Bouteflika profitera de son « statut de Messie » et de la mystification qui l’entoure, pour briser impunément l’embryon démocratique né d’octobre 1988, revenir au système unique et poser le socle du pouvoir hégémonique qui allait connaître son apothéose en 2009.

Sur Europe 1, il annonce la couleur : «Il me faut récupérer d’abord mes attributions constitutionnelles qui ont été dispersées à partir de 1989, il faut que je reprenne mon rôle présidentiel ». Traduisez : effacer octobre 1988, se réapproprier les leviers de commande, restaurer l’État autocratique dans lequel il a mûri.

Bouteflika entend revenir au système unique, à la presse unique, au syndicat unique, fût-ce par la terreur, par le chantage de la prison, la pression du juge ou la torture.

Neutraliser le pays supposait reprendre à la société ce qu’Octobre 1988 lui avait donné, ce que des années de résistance à l’intégrisme islamiste lui avaient octroyé.

Presse libre, syndicats autonomes, partis d’opposition : Bouteflika dit tout le mal qu’il pense de ces « machins » bâtards issus de l’aventurisme roturier. Il les considère comme un intolérable transfert de prérogatives régaliennes à une population « immature » qu’il tient dans un profond mépris. Surtout ce peuple-là qui a «souillé le passeport vert » et qui a « troqué la dignité contre le fromage rouge et un visa».

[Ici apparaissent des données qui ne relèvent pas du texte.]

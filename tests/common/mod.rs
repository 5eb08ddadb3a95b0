//! Scripted stand-in for lvs/lvcreate/lvremove/mount/umount/findmnt.
//!
//! Keeps a tiny in-memory volume group and mount table, applies the
//! mutating commands to it and records every invocation.
#![allow(dead_code)]

use std::cell::RefCell;
use std::collections::HashMap;
use std::fs;
use std::path::{Path, PathBuf};
use std::rc::Rc;
use std::sync::atomic::{AtomicU64, Ordering};
use std::time::{SystemTime, UNIX_EPOCH};

use lvsnap::{CmdOutput, CommandRunner, Lvm, LvmError, LvsnapConfig};

static NEXT_ID: AtomicU64 = AtomicU64::new(1);

pub fn unique_root(prefix: &str) -> PathBuf {
    let pid = std::process::id();
    let t = SystemTime::now()
        .duration_since(UNIX_EPOCH)
        .unwrap_or_default()
        .as_nanos();
    let id = NEXT_ID.fetch_add(1, Ordering::Relaxed);
    let base = std::env::temp_dir();
    base.join(format!("lvsnaptest-{prefix}-{pid}-{t}-{id}"))
}

/// Fresh existing directory to use as a mount point.
pub fn mount_dir(prefix: &str) -> PathBuf {
    let d = unique_root(prefix);
    fs::create_dir_all(&d).expect("create mount dir");
    d
}

#[derive(Debug, Clone)]
pub struct FakeLv {
    pub name: String,
    pub size: u64,
    pub roles: Vec<String>,
    pub host: String,
    pub origin: String,
    pub snap_percent: String,
}

#[derive(Default)]
struct State {
    vg: String,
    lvs: Vec<FakeLv>,
    // (device, target)
    mounts: Vec<(String, String)>,
    calls: Vec<Vec<String>>,
    fail_next: HashMap<String, (i32, String)>,
    fail_always: HashMap<String, (i32, String)>,
}

/// Clones share one state; hand one to `Lvm`, keep one for assertions.
#[derive(Clone)]
pub struct FakeLvm {
    state: Rc<RefCell<State>>,
}

fn ok(stdout: String) -> CmdOutput {
    CmdOutput {
        code: Some(0),
        stdout,
        stderr: String::new(),
    }
}

fn fail(code: i32, stderr: &str) -> CmdOutput {
    CmdOutput {
        code: Some(code),
        stdout: String::new(),
        stderr: stderr.to_string(),
    }
}

fn opt<'a>(args: &'a [String], key: &str) -> Option<&'a str> {
    let prefix = format!("{key}=");
    args.iter().find_map(|a| a.strip_prefix(prefix.as_str()))
}

impl FakeLvm {
    pub fn new(vg: &str) -> Self {
        Self {
            state: Rc::new(RefCell::new(State {
                vg: vg.to_string(),
                ..State::default()
            })),
        }
    }

    /// Handle wired to this fake with the default tool paths.
    pub fn lvm(&self) -> Lvm {
        Lvm::with_runner(LvsnapConfig::default(), Rc::new(self.clone()))
    }

    pub fn dm_path(&self, name: &str) -> String {
        format!("/dev/mapper/{}-{}", self.state.borrow().vg, name)
    }

    pub fn add_lv(&self, name: &str, size: u64) {
        self.state.borrow_mut().lvs.push(FakeLv {
            name: name.to_string(),
            size,
            roles: vec!["public".to_string()],
            host: "dbhost".to_string(),
            origin: String::new(),
            snap_percent: String::new(),
        });
    }

    pub fn add_mount(&self, device: &str, target: &Path) {
        self.state
            .borrow_mut()
            .mounts
            .push((device.to_string(), target.display().to_string()));
    }

    pub fn set_snap_percent(&self, name: &str, p: &str) {
        let mut st = self.state.borrow_mut();
        if let Some(lv) = st.lvs.iter_mut().find(|l| l.name == name) {
            lv.snap_percent = p.to_string();
        }
    }

    /// Next call of `program` (basename) exits with `code`.
    pub fn fail_next(&self, program: &str, code: i32, stderr: &str) {
        self.state
            .borrow_mut()
            .fail_next
            .insert(program.to_string(), (code, stderr.to_string()));
    }

    pub fn fail_always(&self, program: &str, code: i32, stderr: &str) {
        self.state
            .borrow_mut()
            .fail_always
            .insert(program.to_string(), (code, stderr.to_string()));
    }

    pub fn heal(&self, program: &str) {
        let mut st = self.state.borrow_mut();
        st.fail_always.remove(program);
        st.fail_next.remove(program);
    }

    pub fn has_lv(&self, name: &str) -> bool {
        self.state.borrow().lvs.iter().any(|l| l.name == name)
    }

    pub fn is_mounted(&self, device: &str) -> bool {
        self.state.borrow().mounts.iter().any(|(d, _)| d == device)
    }

    /// Every call as `[program, args...]`.
    pub fn calls(&self) -> Vec<Vec<String>> {
        self.state.borrow().calls.clone()
    }

    pub fn calls_to(&self, program: &str) -> Vec<Vec<String>> {
        self.calls()
            .into_iter()
            .filter(|c| c[0] == program)
            .map(|mut c| {
                c.remove(0);
                c
            })
            .collect()
    }

    /// Programs of the mutating calls in order (lookups filtered out).
    pub fn mutations(&self) -> Vec<String> {
        self.calls()
            .into_iter()
            .map(|c| c[0].clone())
            .filter(|p| p != "lvs" && p != "findmnt")
            .collect()
    }

    pub fn clear_calls(&self) {
        self.state.borrow_mut().calls.clear();
    }

    fn render_lvs(st: &State) -> String {
        let rows: Vec<serde_json::Value> = st
            .lvs
            .iter()
            .map(|l| {
                serde_json::json!({
                    "vg_name": st.vg,
                    "lv_name": l.name,
                    "lv_full_name": format!("{}/{}", st.vg, l.name),
                    "lv_size": l.size.to_string(),
                    "lv_dm_path": format!("/dev/mapper/{}-{}", st.vg, l.name),
                    "lv_role": l.roles.join(","),
                    "lv_host": l.host,
                    "origin": l.origin,
                    "snap_percent": l.snap_percent,
                })
            })
            .collect();
        serde_json::json!({ "report": [ { "lv": rows } ] }).to_string()
    }

    fn handle(&self, program: &str, args: &[String]) -> CmdOutput {
        let mut st = self.state.borrow_mut();
        match program {
            "lvs" => ok(Self::render_lvs(&st)),
            "findmnt" => {
                let hit = if let Some(src) = opt(args, "--source") {
                    st.mounts.iter().find(|(d, _)| d == src).map(|(_, t)| t.clone())
                } else if let Some(mp) = opt(args, "--mountpoint") {
                    st.mounts.iter().find(|(_, t)| t == mp).map(|(d, _)| d.clone())
                } else {
                    return fail(2, "findmnt: bad usage");
                };
                let header = if opt(args, "--output") == Some("target") {
                    "TARGET"
                } else {
                    "SOURCE"
                };
                match hit {
                    Some(v) => ok(format!("{header}\n{v}\n")),
                    None => fail(1, ""),
                }
            }
            "mount" => {
                let (Some(src), Some(tgt)) = (opt(args, "--source"), opt(args, "--target")) else {
                    return fail(1, "mount: bad usage");
                };
                let known = st
                    .lvs
                    .iter()
                    .any(|l| format!("/dev/mapper/{}-{}", st.vg, l.name) == src);
                if !known {
                    return fail(32, "mount: special device does not exist");
                }
                if st.mounts.iter().any(|(d, t)| d == src || t == tgt) {
                    return fail(32, "mount: already mounted or mount point busy");
                }
                st.mounts.push((src.to_string(), tgt.to_string()));
                ok(String::new())
            }
            "umount" => {
                let dev = args.last().cloned().unwrap_or_default();
                match st.mounts.iter().position(|(d, _)| *d == dev) {
                    Some(i) => {
                        st.mounts.remove(i);
                        ok(String::new())
                    }
                    None => fail(32, "umount: not mounted"),
                }
            }
            "lvcreate" => {
                let name = opt(args, "--name").unwrap_or_default().to_string();
                let origin_full = args.last().cloned().unwrap_or_default();
                let origin = origin_full
                    .strip_prefix(&format!("{}/", st.vg))
                    .unwrap_or(&origin_full)
                    .to_string();
                if st.lvs.iter().any(|l| l.name == name) {
                    return fail(5, "Logical Volume already exists in volume group");
                }
                let Some(o) = st.lvs.iter_mut().find(|l| l.name == origin) else {
                    return fail(5, "Failed to find logical volume");
                };
                if !o.roles.iter().any(|r| r == "origin") {
                    o.roles.push("origin".to_string());
                }
                st.lvs.push(FakeLv {
                    name,
                    size: 1 << 30,
                    roles: vec!["public".to_string(), "snapshot".to_string()],
                    host: "dbhost".to_string(),
                    origin,
                    snap_percent: "0.00".to_string(),
                });
                ok(String::new())
            }
            "lvremove" => {
                let full = args.last().cloned().unwrap_or_default();
                let name = full
                    .strip_prefix(&format!("{}/", st.vg))
                    .unwrap_or(&full)
                    .to_string();
                let dev = format!("/dev/mapper/{}-{}", st.vg, name);
                if st.mounts.iter().any(|(d, _)| *d == dev) {
                    return fail(5, "Logical volume contains a filesystem in use");
                }
                match st.lvs.iter().position(|l| l.name == name) {
                    Some(i) => {
                        st.lvs.remove(i);
                        ok(String::new())
                    }
                    None => fail(5, "Failed to find logical volume"),
                }
            }
            other => fail(127, &format!("{other}: command not found")),
        }
    }
}

impl CommandRunner for FakeLvm {
    fn run(&self, program: &Path, args: &[String]) -> Result<CmdOutput, LvmError> {
        let prog = program
            .file_name()
            .map(|s| s.to_string_lossy().into_owned())
            .unwrap_or_default();
        {
            let mut st = self.state.borrow_mut();
            let mut call = vec![prog.clone()];
            call.extend(args.iter().cloned());
            st.calls.push(call);
            if let Some((code, err)) = st.fail_next.remove(&prog) {
                return Ok(fail(code, &err));
            }
            if let Some((code, err)) = st.fail_always.get(&prog) {
                return Ok(fail(*code, err));
            }
        }
        Ok(self.handle(&prog, args))
    }
}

«Bouteflika considère le multipartisme comme un déséquilibre voulu par les ennemis de l’État, atteste son ancien chef de gouvernement Ali Benflis.

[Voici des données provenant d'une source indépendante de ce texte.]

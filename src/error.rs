//! Error types for the snapshot lifecycle.
//!
//! Every `LvmError` belongs to one of three kinds:
//! - `NotFound`     — volume absent; expected in control flow;
//! - `Precondition` — requested operation is illegal in the current state;
//! - `ExternalTool` — lvs/lvcreate/lvremove/mount/umount/findmnt failed or
//!   printed something we could not parse. Never retried.

use std::io;
use std::path::PathBuf;
use thiserror::Error;

/// Coarse classification of an [`LvmError`].
#[derive(Debug, Clone, Copy, PartialEq, Eq)]
pub enum ErrorKind {
    NotFound,
    Precondition,
    ExternalTool,
}

#[derive(Debug, Error)]
pub enum LvmError {
    /// Empty or otherwise unusable volume name
    #[error("can't create logical volume with name \"{0}\"")]
    InvalidName(String),

    /// Attributes requested from a volume the catalog does not know
    #[error("logical volume \"{0}\" does not exist")]
    NotFound(String),

    #[error("can't remove mounted volume \"{0}\"")]
    Mounted(String),

    #[error("can't {op}, logical volume \"{name}\" is not created")]
    NotCreated { op: &'static str, name: String },

    #[error("directory \"{}\" does not exist", .0.display())]
    DirectoryMissing(PathBuf),

    #[error("no mount directory set for logical volume \"{0}\"")]
    NoMountDirectory(String),

    #[error("can't mount, logical volume \"{0}\" already mounted")]
    AlreadyMounted(String),

    #[error("can't umount, logical volume \"{0}\" not mounted")]
    NotMounted(String),

    /// Directory is already the mount point of some other source
    #[error("can't set mount directory \"{}\", already mounted from {source_dev}", .dir.display())]
    DirectoryBound { dir: PathBuf, source_dev: String },

    /// Snapshot-only operation on a plain volume
    #[error("logical volume \"{0}\" is not a snapshot")]
    NotSnapshot(String),

    #[error("can't create snapshot from non existent origin \"{0}\"")]
    NonExistentOrigin(String),

    #[error("invalid snapshot size \"{0}\"")]
    InvalidSize(String),

    #[error("invalid snapshot mode \"{0}\" (expected r or rw)")]
    InvalidMode(String),

    /// The tool could not be started at all
    #[error("failed to execute {program}: {source}")]
    Spawn {
        program: String,
        #[source]
        source: io::Error,
    },

    /// Non-zero exit status
    #[error("{program} {args:?} failed (exit {}): {stderr}", exit_code(.code))]
    Tool {
        program: String,
        args: Vec<String>,
        code: Option<i32>,
        stderr: String,
    },

    /// Output did not match the expected report format
    #[error("malformed output from {program}: {reason}")]
    Malformed { program: String, reason: String },
}

fn exit_code(code: &Option<i32>) -> String {
    match code {
        Some(c) => c.to_string(),
        None => "signal".to_string(),
    }
}

impl LvmError {
    pub fn kind(&self) -> ErrorKind {
        match self {
            LvmError::NotFound(_) => ErrorKind::NotFound,
            LvmError::Spawn { .. } | LvmError::Tool { .. } | LvmError::Malformed { .. } => {
                ErrorKind::ExternalTool
            }
            _ => ErrorKind::Precondition,
        }
    }

    pub fn is_precondition(&self) -> bool {
        self.kind() == ErrorKind::Precondition
    }
}

pub type Result<T> = std::result::Result<T, LvmError>;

Il considère Octobre 1988 comme un complot contre l’État qui a abouti, selon lui, à amputer l’État de ses prérogatives. Il considère la création du poste de Premier ministre comme une atteinte à la fonction présidentielle. Il ne croit ni à la liberté de la presse, ni à la liberté d’entreprise, ni à la liberté d’expression. Son objectif central est de rétablir l’État dans sa fonction autocratique. Réduire le multipartisme avant de l’éliminer. Tout le reste n’est que façade.»

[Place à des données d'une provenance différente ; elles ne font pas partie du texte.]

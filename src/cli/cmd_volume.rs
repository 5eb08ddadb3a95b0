use anyhow::{Context, Result};
use std::path::PathBuf;

use crate::exec::Lvm;
use crate::lvs::{list_lvs, VolumeRecord};
use crate::snapshot::{remove_snapshot, CowSnapshot, SizeSpec, SnapshotMode};
use crate::volume::LogicalVolume;

pub fn exec_list(lvm: &Lvm, json: bool) -> Result<()> {
    let lvs = list_lvs(lvm).context("query volume catalog")?;
    if json {
        println!("{}", serde_json::to_string_pretty(&lvs)?);
        return Ok(());
    }
    if lvs.is_empty() {
        println!("(no logical volumes)");
        return Ok(());
    }
    for lv in &lvs {
        println!(
            "{:30} {:>16} B  {:28} {}",
            lv.full_name,
            lv.size,
            lv.roles.join(","),
            lv.snap_percent
                .map(|p| format!("{:.2}%", p))
                .unwrap_or_default()
        );
    }
    Ok(())
}

fn print_record(rec: &VolumeRecord, mounted_at: Option<&PathBuf>) {
    println!("Logical volume {}", rec.full_name);
    println!("  vg          = {}", rec.vg_name);
    println!("  name        = {}", rec.lv_name);
    println!("  size        = {} B", rec.size);
    println!("  dm_path     = {}", rec.dm_path);
    println!("  role        = {}", rec.roles.join(","));
    println!("  host        = {}", rec.host.as_deref().unwrap_or("(unknown)"));
    if let Some(o) = rec.origin.as_deref() {
        println!("  origin      = {}", o);
    }
    if let Some(p) = rec.snap_percent {
        println!("  snap_percent= {:.2}", p);
    }
    println!(
        "  mounted_at  = {}",
        mounted_at
            .map(|p| p.display().to_string())
            .unwrap_or_else(|| "(not mounted)".to_string())
    );
}

pub fn exec_show(lvm: &Lvm, name: &str, json: bool) -> Result<()> {
    let lv = LogicalVolume::new(lvm, name)?;
    let rec = lv.record()?;
    let mounted_at = lv.mounted_directory()?;
    if json {
        let v = serde_json::json!({
            "volume": rec,
            "mounted_at": mounted_at.as_ref().map(|p| p.display().to_string()),
        });
        println!("{}", serde_json::to_string_pretty(&v)?);
        return Ok(());
    }
    print_record(&rec, mounted_at.as_ref());
    Ok(())
}

pub fn exec_snapshot_create(
    lvm: &Lvm,
    origin: &str,
    name: &str,
    mode: &str,
    size: Option<&str>,
) -> Result<()> {
    let mode: SnapshotMode = mode.parse()?;
    let size = SizeSpec::parse(size)?;
    let snap = CowSnapshot::create_new(lvm, name, origin, mode, size)
        .with_context(|| format!("create snapshot {} of {}", name, origin))?;
    println!(
        "snapshot: {} (origin={}, mode={})",
        snap.full_name()?,
        snap.origin().full_name()?,
        snap.mode()
    );
    Ok(())
}

pub fn exec_snapshot_remove(lvm: &Lvm, name: &str, umount: bool, any: bool) -> Result<()> {
    let full = remove_snapshot(lvm, name, umount, any).with_context(|| {
        if any {
            format!("remove {}", name)
        } else {
            format!("remove snapshot {} (use --any for other volumes)", name)
        }
    })?;
    println!("removed: {}", full);
    Ok(())
}

pub fn exec_mount(lvm: &Lvm, name: &str, dir: PathBuf) -> Result<()> {
    let mut lv = LogicalVolume::new(lvm, name)?;
    lv.set_mount_directory(&dir)?;
    lv.mount()?;
    println!(
        "mounted: {} -> {}",
        lv.dm_path()?,
        lv.mount_directory().unwrap_or(dir.as_path()).display()
    );
    Ok(())
}

pub fn exec_umount(lvm: &Lvm, name: &str) -> Result<()> {
    let lv = LogicalVolume::new(lvm, name)?;
    let dir = lv.mounted_directory()?;
    lv.umount()?;
    println!(
        "unmounted: {}{}",
        lv.dm_path()?,
        dir.map(|d| format!(" (was {})", d.display()))
            .unwrap_or_default()
    );
    Ok(())
}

À sa façon, il se sentait le justicier d’un État absolutiste malmené, dix ans plus tôt, par les gamins d’Octobre 1988 et qui avait dû concéder à la société, dans le sang, le droit au pluralisme. Pour lui, les acquis du pluralisme, c’est-à-dire la prérogative d’éditer des journaux ou de faire de la politique, sont des prérogatives du seul État central, des morceaux de pouvoir indûment volés à l’État.

Pour normaliser la société, Bouteflika a réprimé : pendant dix ans, il a gardé le pays sous le régime de l’état d’urgence, y interdisant les rassemblements et les manifestations.

L’état d’urgence, proclamé en 1991 pour juguler la menace islamiste, ne se justifiait pourtant plus en 2009. Maintenir ce régime restrictif n’avait donc comme objectif que de servir les desseins totalitaires de Bouteflika. L’état d’urgence a davantage servi à réprimer les syndicats et les citoyens contestataires qu’à réduire le terrorisme. En décembre 1999, il l’utilisait déjà comme argument pour empêcher la création d’une seconde chaîne de télévision :

« L’Algérie est encore sous état d’urgence. Tant que l’Algérie est sous état d’urgence, il n’y aura qu’une seule chaîne de télévision, une seule chaîne de radio en arabe, une seule chaîne de radio en français et une seule chaîne de radio en tamazight. Je ne veux pas ouvrir le paysage médiatique. »(Sur France Culture, décembre 1999.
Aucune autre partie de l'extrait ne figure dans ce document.